Records from a dataset:
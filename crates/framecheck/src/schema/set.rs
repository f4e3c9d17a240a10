//! The per-table constraint set.

use indexmap::IndexMap;
use serde::de::Error as _;
use serde::{Deserialize, Deserializer, Serialize, Serializer};

use crate::error::{FrameCheckError, Result};
use crate::inference::Discoverer;
use crate::input::{DType, DataTable};

use super::check::CheckKind;
use super::constraint::ColumnConstraints;

/// Constraints for every column of a table, in table column order.
#[derive(Debug, Clone, Default, PartialEq)]
pub struct ConstraintSet {
    columns: IndexMap<String, ColumnConstraints>,
}

impl ConstraintSet {
    /// Create an empty constraint set.
    pub fn new() -> Self {
        Self::default()
    }

    /// Discover constraints from a reference table.
    ///
    /// A table with no columns yields an empty set.
    pub fn generate(table: &DataTable) -> Self {
        Discoverer::new().discover(table)
    }

    /// Add or replace the record for a column.
    pub fn insert(&mut self, column: impl Into<String>, record: ColumnConstraints) {
        self.columns.insert(column.into(), record);
    }

    /// Merge `patch` into the record of an existing column.
    ///
    /// Fails with a lookup error if the column is not part of the set.
    pub fn modify(&mut self, column: &str, patch: &ColumnConstraints) -> Result<()> {
        let record = self
            .columns
            .get_mut(column)
            .ok_or_else(|| FrameCheckError::column_not_found(column))?;
        record.merge(patch);
        Ok(())
    }

    pub fn get(&self, column: &str) -> Option<&ColumnConstraints> {
        self.columns.get(column)
    }

    pub fn iter(&self) -> impl Iterator<Item = (&str, &ColumnConstraints)> + '_ {
        self.columns.iter().map(|(name, record)| (name.as_str(), record))
    }

    pub fn column_names(&self) -> impl Iterator<Item = &str> + '_ {
        self.columns.keys().map(String::as_str)
    }

    pub fn len(&self) -> usize {
        self.columns.len()
    }

    pub fn is_empty(&self) -> bool {
        self.columns.is_empty()
    }

    /// Declared type of every column that has one.
    ///
    /// Fails if a declared type name is not recognized.
    pub fn dtypes(&self) -> Result<IndexMap<String, DType>> {
        let mut dtypes = IndexMap::new();
        for (name, record) in &self.columns {
            if let Some(type_name) = record.data_type() {
                dtypes.insert(name.clone(), type_name.parse::<DType>()?);
            }
        }
        Ok(dtypes)
    }

    /// Check kinds used anywhere in the set, in first-appearance order.
    pub fn kinds(&self) -> Vec<CheckKind> {
        let mut kinds: Vec<CheckKind> = Vec::new();
        for record in self.columns.values() {
            for kind in record.kinds() {
                if !kinds.contains(&kind) {
                    kinds.push(kind);
                }
            }
        }
        kinds
    }

    /// Every record must carry at least a type and a nullability flag.
    pub(crate) fn validate(&self) -> std::result::Result<(), String> {
        for (name, record) in &self.columns {
            for required in [CheckKind::DataType, CheckKind::Nullable] {
                if !record.contains(required) {
                    return Err(format!("column '{}' is missing '{}'", name, required));
                }
            }
        }
        Ok(())
    }
}

impl Serialize for ConstraintSet {
    fn serialize<S: Serializer>(&self, serializer: S) -> std::result::Result<S::Ok, S::Error> {
        self.columns.serialize(serializer)
    }
}

impl<'de> Deserialize<'de> for ConstraintSet {
    fn deserialize<D: Deserializer<'de>>(deserializer: D) -> std::result::Result<Self, D::Error> {
        let columns = IndexMap::<String, ColumnConstraints>::deserialize(deserializer)?;
        let set = ConstraintSet { columns };
        set.validate().map_err(D::Error::custom)?;
        Ok(set)
    }
}

#[cfg(test)]
mod tests {
    use super::*;
    use crate::input::Value;
    use crate::schema::Constraint;

    fn sample() -> ConstraintSet {
        let table = DataTable::from_rows(
            &["id", "name"],
            vec![
                vec![Value::Int(1), Value::from("a")],
                vec![Value::Int(2), Value::Null],
            ],
        )
        .unwrap();
        ConstraintSet::generate(&table)
    }

    #[test]
    fn test_modify_unknown_column_is_lookup_error() {
        let mut set = sample();
        let patch = ColumnConstraints::new().with(Constraint::Nullable(true));
        let err = set.modify("nonexistent_column", &patch).unwrap_err();
        assert!(matches!(err, FrameCheckError::ColumnNotFound { .. }));
        assert!(set.get("nonexistent_column").is_none());
    }

    #[test]
    fn test_modify_overrides_value() {
        let mut set = sample();
        let patch = ColumnConstraints::new().with(Constraint::Nullable(true));
        set.modify("id", &patch).unwrap();
        assert_eq!(
            set.get("id").and_then(|r| r.get(CheckKind::Nullable)),
            Some(&Constraint::Nullable(true))
        );
    }

    #[test]
    fn test_dtypes() {
        let dtypes = sample().dtypes().unwrap();
        assert_eq!(dtypes.get("id"), Some(&DType::Int64));
        assert_eq!(dtypes.get("name"), Some(&DType::Object));

        let mut set = ConstraintSet::new();
        set.insert(
            "x",
            ColumnConstraints::new().with(Constraint::DataType("decimal".into())),
        );
        assert!(set.dtypes().is_err());
    }

    #[test]
    fn test_deserialize_requires_generic_kinds() {
        let json = r#"{"age": {"data_type": "int64"}}"#;
        assert!(serde_json::from_str::<ConstraintSet>(json).is_err());
    }
}
//! Set-literal text form of value ranges in flat constraint files.
//!
//! Ranges are written the way a Python set prints, e.g.
//! `{'A', "O'B", 1, 2.5, True, nan}`, and `set()` when empty. The reader is
//! more lenient than the writer: it also accepts `[...]` and `(...)`
//! brackets, double or single quotes with an optional `u` prefix, and
//! `NaN`/`None`/`null` for missing values.

use std::iter::Peekable;
use std::str::Chars;

use crate::error::{FrameCheckError, Result};
use crate::input::{format_float, Value};

/// Render values as a set literal.
pub fn render_set(values: &[Value]) -> String {
    if values.is_empty() {
        return "set()".to_string();
    }
    let items: Vec<String> = values.iter().map(render_item).collect();
    format!("{{{}}}", items.join(", "))
}

fn render_item(value: &Value) -> String {
    match value {
        Value::Null => "nan".to_string(),
        Value::Bool(true) => "True".to_string(),
        Value::Bool(false) => "False".to_string(),
        Value::Int(i) => i.to_string(),
        Value::Float(f) => format_float(*f),
        Value::Text(s) => quote(s),
        Value::DateTime(_) => quote(&value.render()),
    }
}

/// Quote a string: single quotes unless the text contains one and no
/// double quote.
fn quote(text: &str) -> String {
    let delim = if text.contains('\'') && !text.contains('"') {
        '"'
    } else {
        '\''
    };

    let mut out = String::with_capacity(text.len() + 2);
    out.push(delim);
    for ch in text.chars() {
        match ch {
            '\\' => out.push_str("\\\\"),
            '\n' => out.push_str("\\n"),
            '\r' => out.push_str("\\r"),
            '\t' => out.push_str("\\t"),
            c if c == delim => {
                out.push('\\');
                out.push(c);
            }
            c if (c as u32) < 0x20 || c as u32 == 0x7f => {
                out.push_str(&format!("\\x{:02x}", c as u32));
            }
            c => out.push(c),
        }
    }
    out.push(delim);
    out
}

/// Parse a set (or list/tuple) literal back into values.
pub fn parse_set(text: &str) -> Result<Vec<Value>> {
    let trimmed = text.trim();
    if trimmed == "set()" || trimmed.is_empty() {
        return Ok(Vec::new());
    }

    let mut chars = trimmed.chars().peekable();
    let close = match chars.next() {
        Some('{') => '}',
        Some('[') => ']',
        Some('(') => ')',
        _ => return Err(literal_error(text, "expected '{', '[' or '('")),
    };

    let mut values = Vec::new();
    loop {
        skip_whitespace(&mut chars);
        match chars.peek() {
            Some(&c) if c == close => {
                chars.next();
                break;
            }
            None => return Err(literal_error(text, "unterminated literal")),
            _ => {}
        }

        values.push(parse_item(&mut chars).map_err(|msg| literal_error(text, &msg))?);

        skip_whitespace(&mut chars);
        match chars.next() {
            Some(',') => continue,
            Some(c) if c == close => break,
            Some(c) => return Err(literal_error(text, &format!("unexpected '{}'", c))),
            None => return Err(literal_error(text, "unterminated literal")),
        }
    }

    skip_whitespace(&mut chars);
    if chars.next().is_some() {
        return Err(literal_error(text, "trailing characters after literal"));
    }

    Ok(values)
}

fn literal_error(text: &str, message: &str) -> FrameCheckError {
    FrameCheckError::Literal(format!("{} in {:?}", message, text))
}

fn skip_whitespace(chars: &mut Peekable<Chars<'_>>) {
    while chars.peek().is_some_and(|c| c.is_whitespace()) {
        chars.next();
    }
}

fn parse_item(chars: &mut Peekable<Chars<'_>>) -> std::result::Result<Value, String> {
    match chars.peek() {
        Some('\'') | Some('"') => parse_quoted(chars).map(Value::Text),
        Some('u') | Some('U') => {
            let mut lookahead = chars.clone();
            lookahead.next();
            if matches!(lookahead.peek(), Some('\'') | Some('"')) {
                chars.next();
                parse_quoted(chars).map(Value::Text)
            } else {
                parse_bare(chars)
            }
        }
        _ => parse_bare(chars),
    }
}

fn parse_quoted(chars: &mut Peekable<Chars<'_>>) -> std::result::Result<String, String> {
    let delim = chars.next().ok_or("expected quote")?;
    let mut out = String::new();

    loop {
        match chars.next() {
            None => return Err("unterminated string".to_string()),
            Some(c) if c == delim => return Ok(out),
            Some('\\') => {
                let escaped = chars.next().ok_or("dangling escape")?;
                match escaped {
                    'n' => out.push('\n'),
                    'r' => out.push('\r'),
                    't' => out.push('\t'),
                    '0' => out.push('\0'),
                    'x' => out.push(parse_hex(chars, 2)?),
                    'u' => out.push(parse_hex(chars, 4)?),
                    'U' => out.push(parse_hex(chars, 8)?),
                    '\\' | '\'' | '"' => out.push(escaped),
                    other => {
                        out.push('\\');
                        out.push(other);
                    }
                }
            }
            Some(c) => out.push(c),
        }
    }
}

fn parse_hex(chars: &mut Peekable<Chars<'_>>, digits: usize) -> std::result::Result<char, String> {
    let hex: String = chars.by_ref().take(digits).collect();
    if hex.chars().count() != digits {
        return Err("truncated escape".to_string());
    }
    u32::from_str_radix(&hex, 16)
        .ok()
        .and_then(char::from_u32)
        .ok_or_else(|| format!("invalid escape '{}'", hex))
}

fn parse_bare(chars: &mut Peekable<Chars<'_>>) -> std::result::Result<Value, String> {
    let mut token = String::new();
    while let Some(&c) = chars.peek() {
        if c == ',' || c == '}' || c == ']' || c == ')' || c.is_whitespace() {
            break;
        }
        token.push(c);
        chars.next();
    }

    match token.as_str() {
        "" => Err("expected a value".to_string()),
        "True" | "true" => Ok(Value::Bool(true)),
        "False" | "false" => Ok(Value::Bool(false)),
        "nan" | "NaN" | "NAN" | "None" | "null" => Ok(Value::Null),
        _ => {
            if let Ok(i) = token.parse::<i64>() {
                return Ok(Value::Int(i));
            }
            token
                .parse::<f64>()
                .map(Value::Float)
                .map_err(|_| format!("unrecognized token '{}'", token))
        }
    }
}

#[cfg(test)]
mod tests {
    use super::*;

    #[test]
    fn test_render_set() {
        let values = vec![
            Value::from("A"),
            Value::from("O'B"),
            Value::Int(1),
            Value::Float(2.5),
            Value::Bool(true),
            Value::Null,
        ];
        assert_eq!(render_set(&values), r#"{'A', "O'B", 1, 2.5, True, nan}"#);
        assert_eq!(render_set(&[]), "set()");
    }

    #[test]
    fn test_parse_set() {
        let parsed = parse_set(r#"{'A', "O'B", 1, 2.5, True, nan}"#).unwrap();
        assert_eq!(
            parsed,
            vec![
                Value::from("A"),
                Value::from("O'B"),
                Value::Int(1),
                Value::Float(2.5),
                Value::Bool(true),
                Value::Null,
            ]
        );
    }

    #[test]
    fn test_parse_lenient_forms() {
        assert_eq!(parse_set("set()").unwrap(), vec![]);
        assert_eq!(parse_set("{}").unwrap(), vec![]);
        assert_eq!(
            parse_set("[u'caf\\xe9', NaN, None,]").unwrap(),
            vec![Value::from("café"), Value::Null, Value::Null]
        );
        assert_eq!(
            parse_set("('a\\u00f1o',)").unwrap(),
            vec![Value::from("año")]
        );
    }

    #[test]
    fn test_escapes_survive() {
        let values = vec![Value::from("both ' and \""), Value::from("back\\slash\ttab")];
        assert_eq!(parse_set(&render_set(&values)).unwrap(), values);
    }

    #[test]
    fn test_malformed_literals() {
        assert!(matches!(parse_set("'A', 'B'"), Err(FrameCheckError::Literal(_))));
        assert!(parse_set("{'A', 'B'").is_err());
        assert!(parse_set("{'A' 'B'}").is_err());
        assert!(parse_set("{abc}").is_err());
        assert!(parse_set("{'A'} extra").is_err());
    }
}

■ Instructions to follow: How many lines in the records contain the word "missing"? Reply with that number only.

■ Written response: 2